Delaware State News - 3/29/2017

I have read several letters from your readers concerning the repeal of Obamacare and would like to make some comments, as well as add some facts to this conversation. The people of this country have a major decision to make: Is health care a commodity whose sole purpose is to make money for corporations and available only to those who can afford it, or a right which should be provided by the federal government and paid for with the appropriate tax increases?

Before I go any further, let me assure you that I am a capitalist and believe in our system. At the same time, I also believe that it is in our own self-interest to join the rest of the major industrialized nation and provide health care for all our citizens through a single-payer system, which we already have and works very well, i.e., Medicare.

Let me provide some facts to support my view. We pay the highest per-capita cost for health care of any nation in the world: over $9,000 per person. This is over $3,000 more than the second-highest, Norway. Our costs continue to rise, and have been [rising] for the past 17 years.

I was a vice president of operations for a major sporting goods company, and part of my job entailed developing the annual budget for my division. This included the cost of health care for our employees. The cost of insurance has risen annually by 10 percent between 2002 and 2010.

One of the best things Obamacare has done was to make the public aware of the actual cost of medical insurance. Since insurance is provided for most people through their employers, people only focus on the piece they pay, which is usually somewhere between 25 percent and 50 percent. So, in our company, which paid 75 percent of employee coverage, this amounted to about $250 a month for a family plan that the employee paid. The actual cost was $1,000 per month, or $12,000 per year. This was with a $1,500 deductible and maximum out-of-pocket of $3,000.

Many people blame Obamacare for the increased cost of health insurance, and to a degree, they are right. The program forces insurance companies to insure sick people with pre-existing conditions, allowed parents to keep their children on their insurance until age 26 and eliminated lifetime maximum payouts. Most people like and want these to continue; I can assure you the insurance companies do not.

Insurance companies now say they are now losing money on the policies in the Obamacare exchanges, and this is true. They are not, however, having any problem making money companywide. In 2015, these are the net profit figures for the three largest insurers: Aetna, $2.3 billion; Cigna, $2.07 billion; and United Healthcare, $5.8 billion.

Our for-profit hospitals are also doing quite well; here are some examples: HCA Holding, $2.12 billion; United Health Care Services, $681 million; and Community Healthcare Systems, $158 million. Add to this the drug companies who charge Americans four times what the rest of the world pays for the same drugs.

Let me give you a personal example. My wife is diabetic and needs insulin. She uses Levimer Flex pens. A box of four pens, which lasts a month, costs $419; in Canada, the cost is $120. The company that makes this drug, Novo Nordisc, had 2015 profits of $5.07 billion. A few more examples: Restasis, at $417 per month, is made by Allergan, whose profit was $3.9 billion; and the real clincher: Cosentex, $8,313 per month, made by Novartis, whose profits were $7.02 billion.

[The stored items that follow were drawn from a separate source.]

use thiserror::Error;

#[derive(Debug, Error)]
pub enum CoreError {
    #[error("config error: {0}")]
    Config(String),

    #[error("IO error: {0}")]
    Io(#[from] std::io::Error),
}

/// A failed remote fetch. Network, HTTP status and decoding failures are
/// not distinguished; only the message survives.
#[derive(Debug, Clone, PartialEq, Eq, Error)]
#[error("{message}")]
pub struct FetchError {
    message: String,
}

impl FetchError {
    pub fn new(message: impl Into<String>) -> Self {
        Self {
            message: message.into(),
        }
    }

    pub fn message(&self) -> &str {
        &self.message
    }

    /// The message to show on screen, or `default` when the source error
    /// had nothing to say.
    pub fn display_message(&self, default: &str) -> String {
        if self.message.trim().is_empty() {
            default.to_string()
        } else {
            self.message.clone()
        }
    }
}
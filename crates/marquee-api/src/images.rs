//! TMDB image URL derivation.
//!
//! Images are served from a separate host as `<host>/t/p/<size><path>`,
//! where `path` is the `poster_path` / `backdrop_path` from an API response.

pub const DEFAULT_IMAGE_BASE_URL: &str = "https://image.tmdb.org";

/// Image width variants used by the screens.
#[derive(Debug, Clone, Copy, PartialEq, Eq, Default)]
pub enum ImageSize {
    /// Thumbnail grid (similar movies).
    W200,
    /// Detail header and list rows.
    #[default]
    W500,
}

impl ImageSize {
    pub fn as_str(self) -> &'static str {
        match self {
            Self::W200 => "w200",
            Self::W500 => "w500",
        }
    }
}

impl std::fmt::Display for ImageSize {
    fn fmt(&self, f: &mut std::fmt::Formatter<'_>) -> std::fmt::Result {
        f.write_str(self.as_str())
    }
}

/// Build an image URL, or `None` when the path is missing or empty so the
/// caller can show a placeholder instead.
pub fn image_url(base_url: &str, path: Option<&str>, size: ImageSize) -> Option<String> {
    let path = path.filter(|p| !p.is_empty())?;
    let base = base_url.trim_end_matches('/');
    let sep = if path.starts_with('/') { "" } else { "/" };
    Some(format!("{base}/t/p/{size}{sep}{path}"))
}
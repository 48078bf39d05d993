//! Scripted in-memory [`MovieService`] for repository and controller tests.

use std::collections::VecDeque;
use std::sync::{Arc, Mutex};

use marquee_api::{MoviePage, MovieService, MovieSummary};
use tokio::sync::Notify;

#[derive(Debug, thiserror::Error)]
#[error("{0}")]
pub struct FakeError(pub String);

#[derive(Debug, Clone, PartialEq, Eq)]
pub enum Call {
    Discover(u64, u32),
    Details(u64),
    Similar(u64, u32),
}

struct Scripted<T> {
    result: Result<T, FakeError>,
    gate: Option<Arc<Notify>>,
}

type Hook = Box<dyn Fn() + Send + Sync>;

#[derive(Default)]
pub struct FakeService {
    discover: Mutex<VecDeque<Scripted<MoviePage>>>,
    details: Mutex<VecDeque<Scripted<MovieSummary>>>,
    similar: Mutex<VecDeque<Scripted<MoviePage>>>,
    calls: Mutex<Vec<Call>>,
    on_similar: Mutex<Option<Hook>>,
}

impl FakeService {
    pub fn new() -> Self {
        Self::default()
    }

    pub fn push_discover(&self, result: Result<MoviePage, &str>) {
        push(&self.discover, result, None);
    }

    /// Queue a discover response that is held back until `gate` is notified.
    pub fn push_discover_gated(&self, result: Result<MoviePage, &str>, gate: Arc<Notify>) {
        push(&self.discover, result, Some(gate));
    }

    pub fn push_details(&self, result: Result<MovieSummary, &str>) {
        push(&self.details, result, None);
    }

    pub fn push_details_gated(&self, result: Result<MovieSummary, &str>, gate: Arc<Notify>) {
        push(&self.details, result, Some(gate));
    }

    pub fn push_similar(&self, result: Result<MoviePage, &str>) {
        push(&self.similar, result, None);
    }

    pub fn push_similar_gated(&self, result: Result<MoviePage, &str>, gate: Arc<Notify>) {
        push(&self.similar, result, Some(gate));
    }

    /// Run `hook` synchronously whenever a similar-movies call is issued.
    pub fn on_similar(&self, hook: impl Fn() + Send + Sync + 'static) {
        *self.on_similar.lock().unwrap() = Some(Box::new(hook));
    }

    pub fn calls(&self) -> Vec<Call> {
        self.calls.lock().unwrap().clone()
    }

    pub fn discover_calls(&self) -> usize {
        self.count(|c| matches!(c, Call::Discover(..)))
    }

    pub fn similar_calls(&self) -> usize {
        self.count(|c| matches!(c, Call::Similar(..)))
    }

    fn count(&self, pred: impl Fn(&Call) -> bool) -> usize {
        self.calls.lock().unwrap().iter().filter(|c| pred(c)).count()
    }

    fn record(&self, call: Call) {
        self.calls.lock().unwrap().push(call);
    }
}

fn push<T>(queue: &Mutex<VecDeque<Scripted<T>>>, result: Result<T, &str>, gate: Option<Arc<Notify>>) {
    queue.lock().unwrap().push_back(Scripted {
        result: result.map_err(|m| FakeError(m.to_string())),
        gate,
    });
}

async fn respond<T>(queue: &Mutex<VecDeque<Scripted<T>>>, what: &str) -> Result<T, FakeError> {
    let next = queue.lock().unwrap().pop_front();
    let Some(scripted) = next else {
        return Err(FakeError(format!("no scripted {what} response")));
    };
    if let Some(gate) = scripted.gate {
        gate.notified().await;
    }
    scripted.result
}

impl MovieService for FakeService {
    type Error = FakeError;

    async fn discover_by_person(&self, person_id: u64, page: u32) -> Result<MoviePage, FakeError> {
        self.record(Call::Discover(person_id, page));
        respond(&self.discover, "discover").await
    }

    async fn movie_details(&self, movie_id: u64) -> Result<MovieSummary, FakeError> {
        self.record(Call::Details(movie_id));
        respond(&self.details, "details").await
    }

    async fn similar_movies(&self, movie_id: u64, page: u32) -> Result<MoviePage, FakeError> {
        self.record(Call::Similar(movie_id, page));
        {
            let hook = self.on_similar.lock().unwrap();
            if let Some(hook) = hook.as_ref() {
                hook();
            }
        }
        respond(&self.similar, "similar").await
    }
}

pub fn movie(id: u64, title: &str) -> MovieSummary {
    MovieSummary {
        id,
        title: title.into(),
        overview: format!("Overview of {title}"),
        poster_path: Some(format!("/poster{id}.jpg")),
        backdrop_path: None,
        release_date: Some("2024-01-01".into()),
    }
}

pub fn page(items: Vec<MovieSummary>) -> MoviePage {
    let total_results = items.len() as u32;
    MoviePage {
        page: 1,
        items,
        total_pages: 1,
        total_results,
    }
}
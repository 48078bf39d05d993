//! Plain-text rendering of the list and detail screens.

use std::fmt::Write;

use marquee_api::{ImageSize, MovieSummary};
use marquee_core::{DetailView, DetailViewState, ListView, ListViewState, SimilarView};

const NO_POSTER: &str = "[no poster]";
const NO_BACKDROP: &str = "[no backdrop]";
const NO_OVERVIEW: &str = "No overview available";

pub fn list_screen(state: &ListViewState, image_base: &str) -> String {
    match state.view() {
        ListView::Loading => "Loading movies...".to_string(),
        ListView::Failed(message) => format!("Error: {message}\nRun again with --retry <N> to try again."),
        ListView::Empty => "No movies found.".to_string(),
        ListView::Movies(movies) => {
            let mut out = String::new();
            for movie in movies {
                let _ = writeln!(out, "{:>8}  {}", movie.id, heading(movie));
                let _ = writeln!(out, "{:>8}  {}", "", poster(movie, image_base, ImageSize::W500));
            }
            out.trim_end().to_string()
        }
    }
}

pub fn detail_screen(state: &DetailViewState, image_base: &str) -> String {
    match state.view() {
        DetailView::Loading => "Loading movie...".to_string(),
        DetailView::Failed(message) => format!("Error: {message}"),
        DetailView::Missing => "No movie selected.".to_string(),
        DetailView::Loaded { movie, similar } => {
            let mut out = String::new();
            let _ = writeln!(out, "{}", heading(movie));
            let _ = writeln!(out, "Poster: {}", poster(movie, image_base, ImageSize::W500));
            let backdrop = movie
                .backdrop_url(image_base, ImageSize::W500)
                .unwrap_or_else(|| NO_BACKDROP.to_string());
            let _ = writeln!(out, "Backdrop: {backdrop}");
            let _ = writeln!(out);
            let _ = writeln!(out, "Overview");
            if movie.overview.trim().is_empty() {
                let _ = writeln!(out, "  {NO_OVERVIEW}");
            } else {
                let _ = writeln!(out, "  {}", movie.overview.trim());
            }
            let _ = writeln!(out);
            let _ = writeln!(out, "Similar movies");
            match similar {
                SimilarView::Loading => {
                    let _ = writeln!(out, "  Loading...");
                }
                SimilarView::Empty => {
                    let _ = writeln!(out, "  None");
                }
                SimilarView::Movies(movies) => {
                    for m in movies {
                        let _ = writeln!(
                            out,
                            "  {:>8}  {}  {}",
                            m.id,
                            heading(m),
                            poster(m, image_base, ImageSize::W200)
                        );
                    }
                }
            }
            out.trim_end().to_string()
        }
    }
}

fn heading(movie: &MovieSummary) -> String {
    match movie.release_year() {
        Some(year) => format!("{} ({year})", movie.title),
        None => movie.title.clone(),
    }
}

fn poster(movie: &MovieSummary, image_base: &str, size: ImageSize) -> String {
    movie
        .poster_url(image_base, size)
        .unwrap_or_else(|| NO_POSTER.to_string())
}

And what do we get for all of this? In a recent study published by the St. Louis Dispatch, the U.S. ranked 37 out of 191 nations in overall health care performance. Many will argue that a one-payer system leads to rationing and poor outcomes. Let me assure you that people are not dying in the streets in Canada or England. Sen. Ted Cruz recently pointed out that 50,000 Canadians came to the U.S. for treatment; well, 1.5 million Americans went out of the U..S for treatment last year. We already ration care in the U.S. but we do it based on who can afford to pay.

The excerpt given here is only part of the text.